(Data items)
[Start of Attachment]
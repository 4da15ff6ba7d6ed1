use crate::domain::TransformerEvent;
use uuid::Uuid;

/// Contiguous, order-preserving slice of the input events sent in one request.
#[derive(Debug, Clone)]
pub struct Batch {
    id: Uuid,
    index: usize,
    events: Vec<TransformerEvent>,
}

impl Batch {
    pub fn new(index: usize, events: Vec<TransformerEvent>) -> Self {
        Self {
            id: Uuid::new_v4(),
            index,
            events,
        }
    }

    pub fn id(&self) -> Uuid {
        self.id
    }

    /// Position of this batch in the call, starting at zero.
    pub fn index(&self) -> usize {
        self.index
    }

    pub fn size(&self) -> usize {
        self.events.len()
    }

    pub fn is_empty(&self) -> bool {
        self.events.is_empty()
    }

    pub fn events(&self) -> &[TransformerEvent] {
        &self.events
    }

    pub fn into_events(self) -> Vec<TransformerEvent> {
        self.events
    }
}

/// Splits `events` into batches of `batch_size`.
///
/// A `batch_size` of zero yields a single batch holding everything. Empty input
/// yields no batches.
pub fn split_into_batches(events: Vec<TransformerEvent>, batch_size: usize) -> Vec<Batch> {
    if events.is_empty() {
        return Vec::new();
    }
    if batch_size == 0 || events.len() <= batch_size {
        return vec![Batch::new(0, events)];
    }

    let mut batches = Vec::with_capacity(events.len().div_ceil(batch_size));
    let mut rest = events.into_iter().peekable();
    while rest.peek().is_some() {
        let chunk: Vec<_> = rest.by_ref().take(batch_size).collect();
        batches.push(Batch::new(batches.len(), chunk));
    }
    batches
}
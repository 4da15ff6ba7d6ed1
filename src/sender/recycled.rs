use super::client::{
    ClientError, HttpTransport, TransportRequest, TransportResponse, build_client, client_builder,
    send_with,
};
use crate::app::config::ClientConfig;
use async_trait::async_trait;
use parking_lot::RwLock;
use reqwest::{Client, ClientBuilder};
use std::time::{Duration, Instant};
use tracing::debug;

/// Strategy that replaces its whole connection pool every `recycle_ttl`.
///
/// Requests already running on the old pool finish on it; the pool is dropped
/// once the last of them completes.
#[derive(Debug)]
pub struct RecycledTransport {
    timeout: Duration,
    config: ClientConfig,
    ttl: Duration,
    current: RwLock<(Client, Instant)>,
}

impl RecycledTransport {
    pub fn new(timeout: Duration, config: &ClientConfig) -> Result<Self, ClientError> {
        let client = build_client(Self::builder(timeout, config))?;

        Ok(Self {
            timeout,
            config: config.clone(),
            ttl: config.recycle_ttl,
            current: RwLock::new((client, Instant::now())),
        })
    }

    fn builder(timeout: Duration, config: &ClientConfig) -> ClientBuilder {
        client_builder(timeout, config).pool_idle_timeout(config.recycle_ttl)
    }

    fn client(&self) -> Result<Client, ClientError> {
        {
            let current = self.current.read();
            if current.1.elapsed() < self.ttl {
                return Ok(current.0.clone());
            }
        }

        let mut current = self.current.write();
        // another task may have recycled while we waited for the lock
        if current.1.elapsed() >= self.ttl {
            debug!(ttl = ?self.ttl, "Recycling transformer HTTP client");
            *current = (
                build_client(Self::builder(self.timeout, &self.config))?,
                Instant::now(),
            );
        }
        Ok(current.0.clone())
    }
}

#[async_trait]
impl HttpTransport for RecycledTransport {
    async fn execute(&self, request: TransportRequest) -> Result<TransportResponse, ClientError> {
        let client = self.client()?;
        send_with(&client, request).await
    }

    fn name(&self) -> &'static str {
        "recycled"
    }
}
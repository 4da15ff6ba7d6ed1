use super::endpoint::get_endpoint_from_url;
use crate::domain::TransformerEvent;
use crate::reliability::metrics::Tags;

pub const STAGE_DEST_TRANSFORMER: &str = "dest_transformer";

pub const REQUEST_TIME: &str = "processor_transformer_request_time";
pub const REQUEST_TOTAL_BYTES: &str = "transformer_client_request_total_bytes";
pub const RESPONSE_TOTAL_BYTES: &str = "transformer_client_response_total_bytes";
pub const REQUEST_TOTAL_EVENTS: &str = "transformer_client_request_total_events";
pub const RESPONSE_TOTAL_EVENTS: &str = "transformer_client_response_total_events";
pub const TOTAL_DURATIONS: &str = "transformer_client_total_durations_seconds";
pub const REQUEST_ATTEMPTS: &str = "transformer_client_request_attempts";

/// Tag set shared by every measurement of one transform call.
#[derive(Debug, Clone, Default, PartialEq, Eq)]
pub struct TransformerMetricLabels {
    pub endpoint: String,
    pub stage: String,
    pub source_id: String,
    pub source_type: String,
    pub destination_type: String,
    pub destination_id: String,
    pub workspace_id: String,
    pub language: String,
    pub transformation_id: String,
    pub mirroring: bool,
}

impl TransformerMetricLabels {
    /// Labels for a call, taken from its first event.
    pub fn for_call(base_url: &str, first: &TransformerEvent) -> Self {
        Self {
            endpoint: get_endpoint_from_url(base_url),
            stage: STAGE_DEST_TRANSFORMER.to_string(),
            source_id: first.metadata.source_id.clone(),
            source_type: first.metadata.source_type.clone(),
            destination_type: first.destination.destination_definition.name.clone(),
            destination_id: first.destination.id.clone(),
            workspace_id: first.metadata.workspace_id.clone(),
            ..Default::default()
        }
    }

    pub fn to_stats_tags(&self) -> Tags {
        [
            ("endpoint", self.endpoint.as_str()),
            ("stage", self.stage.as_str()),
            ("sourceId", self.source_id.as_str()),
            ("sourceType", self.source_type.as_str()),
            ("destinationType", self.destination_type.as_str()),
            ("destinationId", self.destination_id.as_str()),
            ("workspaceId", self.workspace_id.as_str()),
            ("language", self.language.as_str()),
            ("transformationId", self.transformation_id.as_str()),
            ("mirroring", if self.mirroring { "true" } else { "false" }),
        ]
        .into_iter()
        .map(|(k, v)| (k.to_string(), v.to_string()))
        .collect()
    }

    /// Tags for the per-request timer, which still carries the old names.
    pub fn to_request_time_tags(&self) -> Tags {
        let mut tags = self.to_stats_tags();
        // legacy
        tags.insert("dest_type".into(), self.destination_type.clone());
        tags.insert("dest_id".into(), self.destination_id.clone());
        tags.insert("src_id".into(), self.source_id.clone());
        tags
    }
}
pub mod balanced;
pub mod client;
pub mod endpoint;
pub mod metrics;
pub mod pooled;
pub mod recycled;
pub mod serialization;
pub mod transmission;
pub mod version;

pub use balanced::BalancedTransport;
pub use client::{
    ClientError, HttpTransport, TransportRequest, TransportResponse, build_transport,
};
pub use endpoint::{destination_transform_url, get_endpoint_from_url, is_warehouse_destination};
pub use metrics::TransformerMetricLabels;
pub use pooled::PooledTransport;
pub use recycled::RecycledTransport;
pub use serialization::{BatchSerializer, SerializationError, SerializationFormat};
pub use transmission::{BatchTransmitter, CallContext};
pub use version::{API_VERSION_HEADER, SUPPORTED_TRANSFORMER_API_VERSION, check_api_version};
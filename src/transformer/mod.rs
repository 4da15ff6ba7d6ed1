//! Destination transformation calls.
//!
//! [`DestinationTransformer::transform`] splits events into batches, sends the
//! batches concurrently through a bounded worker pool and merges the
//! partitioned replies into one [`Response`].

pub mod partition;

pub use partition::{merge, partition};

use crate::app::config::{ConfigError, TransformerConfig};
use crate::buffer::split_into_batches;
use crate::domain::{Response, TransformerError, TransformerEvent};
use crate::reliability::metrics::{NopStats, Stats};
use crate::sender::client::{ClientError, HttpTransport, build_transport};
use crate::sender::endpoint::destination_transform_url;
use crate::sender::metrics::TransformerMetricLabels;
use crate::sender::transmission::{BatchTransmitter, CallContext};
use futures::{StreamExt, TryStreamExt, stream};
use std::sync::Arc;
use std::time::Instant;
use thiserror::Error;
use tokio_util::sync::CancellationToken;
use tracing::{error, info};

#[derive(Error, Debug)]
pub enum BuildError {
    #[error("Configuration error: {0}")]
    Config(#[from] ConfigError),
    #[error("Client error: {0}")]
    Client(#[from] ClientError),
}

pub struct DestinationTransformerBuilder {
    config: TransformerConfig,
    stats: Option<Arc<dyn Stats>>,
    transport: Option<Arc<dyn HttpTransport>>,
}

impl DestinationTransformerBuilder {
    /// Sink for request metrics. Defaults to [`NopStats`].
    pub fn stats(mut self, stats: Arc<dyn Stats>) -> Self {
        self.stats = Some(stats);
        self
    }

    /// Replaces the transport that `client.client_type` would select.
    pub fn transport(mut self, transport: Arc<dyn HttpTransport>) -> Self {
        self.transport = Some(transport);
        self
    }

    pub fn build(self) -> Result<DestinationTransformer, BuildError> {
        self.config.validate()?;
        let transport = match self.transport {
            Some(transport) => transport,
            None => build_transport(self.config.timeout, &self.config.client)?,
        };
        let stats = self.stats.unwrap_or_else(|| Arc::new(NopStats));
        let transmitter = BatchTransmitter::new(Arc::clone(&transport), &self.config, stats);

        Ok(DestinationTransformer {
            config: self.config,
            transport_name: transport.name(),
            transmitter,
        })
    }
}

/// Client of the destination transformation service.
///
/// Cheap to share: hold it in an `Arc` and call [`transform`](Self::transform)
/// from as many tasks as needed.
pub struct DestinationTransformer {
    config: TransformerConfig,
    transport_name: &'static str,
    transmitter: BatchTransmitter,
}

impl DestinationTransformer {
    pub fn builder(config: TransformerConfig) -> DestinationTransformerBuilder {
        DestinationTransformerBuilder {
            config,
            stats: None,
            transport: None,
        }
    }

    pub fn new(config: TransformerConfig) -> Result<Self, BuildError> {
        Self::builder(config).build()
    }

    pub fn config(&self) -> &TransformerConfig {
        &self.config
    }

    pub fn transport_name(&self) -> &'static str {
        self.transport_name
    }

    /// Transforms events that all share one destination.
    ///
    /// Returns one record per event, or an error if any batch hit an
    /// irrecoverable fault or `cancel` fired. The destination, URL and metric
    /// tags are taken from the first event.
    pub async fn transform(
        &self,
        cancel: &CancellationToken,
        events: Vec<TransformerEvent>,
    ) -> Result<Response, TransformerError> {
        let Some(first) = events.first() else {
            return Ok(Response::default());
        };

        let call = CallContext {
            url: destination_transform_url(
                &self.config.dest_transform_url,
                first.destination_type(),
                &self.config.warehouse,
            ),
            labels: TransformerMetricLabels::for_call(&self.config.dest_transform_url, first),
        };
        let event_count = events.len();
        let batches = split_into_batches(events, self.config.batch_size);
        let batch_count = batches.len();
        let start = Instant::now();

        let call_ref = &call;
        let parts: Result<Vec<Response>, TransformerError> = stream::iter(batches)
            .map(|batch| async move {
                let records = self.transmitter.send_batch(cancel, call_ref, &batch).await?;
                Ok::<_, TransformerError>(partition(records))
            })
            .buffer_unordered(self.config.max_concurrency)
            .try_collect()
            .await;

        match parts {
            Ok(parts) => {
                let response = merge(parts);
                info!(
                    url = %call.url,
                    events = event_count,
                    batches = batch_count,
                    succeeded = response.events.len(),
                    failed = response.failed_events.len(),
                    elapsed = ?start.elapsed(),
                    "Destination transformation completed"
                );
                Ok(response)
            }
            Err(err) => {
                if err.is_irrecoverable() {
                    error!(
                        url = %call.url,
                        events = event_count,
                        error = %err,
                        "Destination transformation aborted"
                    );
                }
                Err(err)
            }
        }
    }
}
[End of Attachment]
AIM OF THE EXERCISE: From the entries above, extract every line where the word "rest" appears.

RESULT FOR THIS TASK:
    let mut rest = events.into_iter().peekable();
    while rest.peek().is_some() {
        let chunk: Vec<_> = rest.by_ref().take(batch_size).collect();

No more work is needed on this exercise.